Hay un antecedente ambiguo en este mismo caso, cuya presentación ante la Corte Internacional se produjo horas antes que el canciller Jorge G. Castañeda dejara de serlo, en enero del año pasado. El cinco de febrero siguiente ese tribunal emitió una medida cautelar solicitada por el Gobierno mexicano, consistente en ordenar la suspensión de las ejecuciones de tres mexicanos sentenciados a muerte. La orden implicaba no dar pasos irreversibles en esa dirección. Pero en el caso de Osvaldo Nezahualcóyotl Torres, el Estado de Oaklahoma determinó que se le ejecute mediante inyección letal el 18 de mayo. Fijar la fecha no es una medida irreversible, por lo que no puede saberse a cabalidad si se infringió o no la disposición preventiva de la Corte.

La Corte nació al mismo tiempo que la ONU, en 1945. Su estatuto es parte de la Carta de las Naciones Unidas, por lo que el incumplimiento de sus sentencias puede ser denunciado ante el Consejo de Seguridad. El desacato mismo, sin embargo, puede ser difícil de configurar, ya que quizá el Gobierno de Washington decida no reaccionar ante el mandamiento de la CIJ y esperar hasta que en cada uno de los 51 casos comprendidos en el fallo se produzcan actos que supongan no aplicar la orden de la Corte, de instituir un mecanismo que asegure la revisión y reconsideración de los veredictos que tienen en capilla a los mexicanos por cuya suerte protestó su gobierno. De ser así, cada que se incurriera en esa hipótesis tendría nuestro país que acudir al Consejo de Seguridad.
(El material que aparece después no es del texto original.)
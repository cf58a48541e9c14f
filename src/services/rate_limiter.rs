//! Rate limiter for login attempts
//!
//! Failed logins are counted per lower-cased email over a sliding window;
//! once the limit is reached further attempts for that email are refused
//! until old failures age out.

use chrono::{DateTime, Duration, Utc};
use std::collections::HashMap;
use tokio::sync::RwLock;

const MAX_FAILURES: usize = 5;
const WINDOW_MINUTES: i64 = 15;

/// Login rate limiter
pub struct LoginRateLimiter {
    failures: RwLock<HashMap<String, Vec<DateTime<Utc>>>>,
    max_failures: usize,
    window: Duration,
}

impl LoginRateLimiter {
    /// Five failures per fifteen minutes
    pub fn new() -> Self {
        Self::with_limits(MAX_FAILURES, Duration::minutes(WINDOW_MINUTES))
    }

    pub fn with_limits(max_failures: usize, window: Duration) -> Self {
        Self {
            failures: RwLock::new(HashMap::new()),
            max_failures,
            window,
        }
    }

    /// Whether `email` has used up its failed attempts
    pub async fn is_limited(&self, email: &str) -> bool {
        let cutoff = Utc::now() - self.window;
        let failures = self.failures.read().await;
        failures
            .get(&email.to_lowercase())
            .map(|times| times.iter().filter(|t| **t > cutoff).count() >= self.max_failures)
            .unwrap_or(false)
    }

    pub async fn record_failure(&self, email: &str) {
        let cutoff = Utc::now() - self.window;
        let mut failures = self.failures.write().await;
        let times = failures.entry(email.to_lowercase()).or_default();
        times.retain(|t| *t > cutoff);
        times.push(Utc::now());
    }

    /// Forget failures for `email` after a successful login
    pub async fn clear(&self, email: &str) {
        self.failures.write().await.remove(&email.to_lowercase());
    }

    /// Drop failures older than the window, returning how many emails remain tracked
    pub async fn cleanup(&self) -> usize {
        let cutoff = Utc::now() - self.window;
        let mut failures = self.failures.write().await;
        failures.retain(|_, times| {
            times.retain(|t| *t > cutoff);
            !times.is_empty()
        });
        failures.len()
    }
}

impl Default for LoginRateLimiter {
    fn default() -> Self {
        Self::new()
    }
}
De no ser porque proviene de fuera, de un organismo internacional susceptible de descalificación por injerencista, el argumento en que México basó su demanda y la Corte su sentencia sería fácilmente comprensible en los Estados Unidos. Uno de sus valores eminentes es la práctica del “debido proceso legal”, uno de los derechos más caros en la vida cotidiana de ese país. Pues bien, los mexicanos condenados a muerte no merecieron el disfrute de esa garantía. En ninguno de los casos invocados por la demanda mexicana se les concedió la oportunidad de recibir asistencia consular, ni se notificó de la detención al consulado correspondiente y éste no tuvo, en consecuencia, posibilidad de visitar al reo ni de organizar su defensa (sino tardíamente, en algunos casos). Todo ello ocurrió en violación a lo estipulado en la Convención (consular) de Viena, acordada en 1963 y que entró en vigor cuatro años después.

La Corte de La Haya está integrada por 15 jueces o magistrados, elegidos a título personal por la Asamblea General y el Consejo de Seguridad, en virtud de sus merecimientos propios. Deben gozar de gran reputación y competencia en derecho internacional. Por lo menos tres mexicanos han sido parte de esa tribunal: Roberto Córdova, Isidro Fabela y Luis Padilla Nervo. En el procedimiento que concluyó anteayer ocupó un sitial en la Corte como juez ad hoc el ex canciller Bernardo Sepúlveda.

El estatuto de la CIN previene que cuando entre los jueces hay uno de la nacionalidad de una de las partes (lo hay de Estados Unidos), la contraparte “podrá designar a una persona de su elección para que tome asiento en calidad de magistrado”. El presidente de la CIJ pide a un juez permanente ceder su puesto al juez ad hoc, que participa “en las decisiones de la Corte en términos de absoluta igualdad con sus colegas”.